Genre: Blues ,Acoustic Blues ,Classic Female Blues ,Pre-War Blues
Origin: U.S.A
Active: 1908 - 1958
Listen on Coda
Identifying the greatest female blues guitarist poses difficulties, since female blues vocalists rarely performed on guitar in recordings while female guitarists like Rosetta Tharpe and Sister O.M. Terrell seldom performed blues when captured on disc. Setting aside present-day performers, Memphis Minnie stands as the clearest departure from that pattern. Outside the vaudeville circuit she ranked as the most popular and prolific blueswoman, securing critical esteem, devoted record purchasers, and unstinting admiration from fellow blues musicians across her extended professional life. Although her background lay in the South and her audience extended there, she ranked equally with any Chicago blues figure of her era. Big Bill Broonzy remembered her defeating both him and Tampa Red in a guitar contest and described her as the finest woman guitarist he had encountered. Resilient enough to persist in a demanding profession, she earned peer regard through dependable musicianship and produced strong blues across four decades for Columbia, Vocalion, Bluebird, OKeh, Regal, Checker, and JOB. She displayed comparable discernment in selecting musical partners, maintaining collaborative marriages with guitarists Casey Bill Weldon, Joe McCoy, and Ernest Lawlars.

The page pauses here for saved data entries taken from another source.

//! Best-effort page existence check.
//!
//! The probe answers one question: is the page confirmed to exist? Every
//! failure mode (unreachable host, timeout, non-2xx status) collapses into
//! [`Presence::NotConfirmed`], which callers treat the same as "absent".

use std::collections::HashSet;
use std::future::Future;
use std::sync::Mutex;
use std::time::Duration;
use tracing::debug;

#[derive(Debug, Clone, Copy, PartialEq, Eq)]
pub enum Presence {
    Confirmed,
    NotConfirmed,
}

impl Presence {
    pub fn is_confirmed(self) -> bool {
        self == Presence::Confirmed
    }
}

pub trait ExistenceProbe {
    /// Check a same-origin path such as `/en/about.html`.
    fn check(&self, path: &str) -> impl Future<Output = Presence>;
}

/// HEAD-request probe against the site's origin.
#[derive(Debug, Clone)]
pub struct HttpProbe {
    client: reqwest::Client,
    origin: String,
}

impl HttpProbe {
    pub fn new(origin: &str, timeout: Duration) -> reqwest::Result<Self> {
        let client = reqwest::Client::builder().timeout(timeout).build()?;
        Ok(Self {
            client,
            origin: origin.trim_end_matches('/').to_string(),
        })
    }
}

impl ExistenceProbe for HttpProbe {
    async fn check(&self, path: &str) -> Presence {
        let url = format!("{}{}", self.origin, path);

        match self.client.head(&url).send().await {
            Ok(response) if response.status().is_success() => Presence::Confirmed,
            Ok(response) => {
                debug!("Probe {} answered {}", url, response.status());
                Presence::NotConfirmed
            }
            Err(e) => {
                debug!("Probe {} failed: {}", url, e);
                Presence::NotConfirmed
            }
        }
    }
}

/// Probe backed by a fixed set of existing paths.
///
/// Remembers every path it was asked about.
#[derive(Debug, Default)]
pub struct StaticProbe {
    present: HashSet<String>,
    checked: Mutex<Vec<String>>,
}

impl StaticProbe {
    pub fn new<I, S>(present: I) -> Self
    where
        I: IntoIterator<Item = S>,
        S: Into<String>,
    {
        Self {
            present: present.into_iter().map(Into::into).collect(),
            checked: Mutex::new(Vec::new()),
        }
    }

    pub fn checked(&self) -> Vec<String> {
        self.checked
            .lock()
            .map(|paths| paths.clone())
            .unwrap_or_default()
    }
}

impl ExistenceProbe for StaticProbe {
    async fn check(&self, path: &str) -> Presence {
        if let Ok(mut checked) = self.checked.lock() {
            checked.push(path.to_string());
        }

        if self.present.contains(path) {
            Presence::Confirmed
        } else {
            Presence::NotConfirmed
        }
    }
}
//! Internationalization (i18n) module: which languages the site serves and
//! how arbitrary input is mapped onto them.
//!
//! # Architecture
//!
//! - `registry`: The supported language set, its aliases, and normalization
//! - `language`: Type-safe Language value produced only by the registry
//! - `locale`: Browser-locale detection
//!
//! # Example
//!
//! ```rust
//! use site_language_switcher::i18n::{LanguageRegistry, StaticLocale, detect_browser_language};
//!
//! let registry = LanguageRegistry::default();
//! assert_eq!(registry.normalize("ua").code(), "uk");
//! assert_eq!(registry.normalize("fr").code(), "nl");
//!
//! let detected = detect_browser_language(&registry, &StaticLocale::new("en-GB"));
//! assert_eq!(detected.code(), "en");
//! ```

mod language;
mod locale;
mod registry;

pub use language::Language;
pub use locale::{detect_browser_language, EnvLocale, LocaleSource, StaticLocale};
pub use registry::{LanguageConfig, LanguageRegistry, RegistryError};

The guitar duets they created encompass the breadth of African-American folk and popular traditions, encompassing spirituals, comic dialogs, and old-time dance pieces, yet Memphis Minnie’s strongest recordings remain deep blues such as “Moaning the Blues.” Beyond her stature as an accomplished woman blues guitarist and singer, Memphis Minnie matches the finest blues artists of her period, and her recordings continue to hold particular meaning for guitarists working today.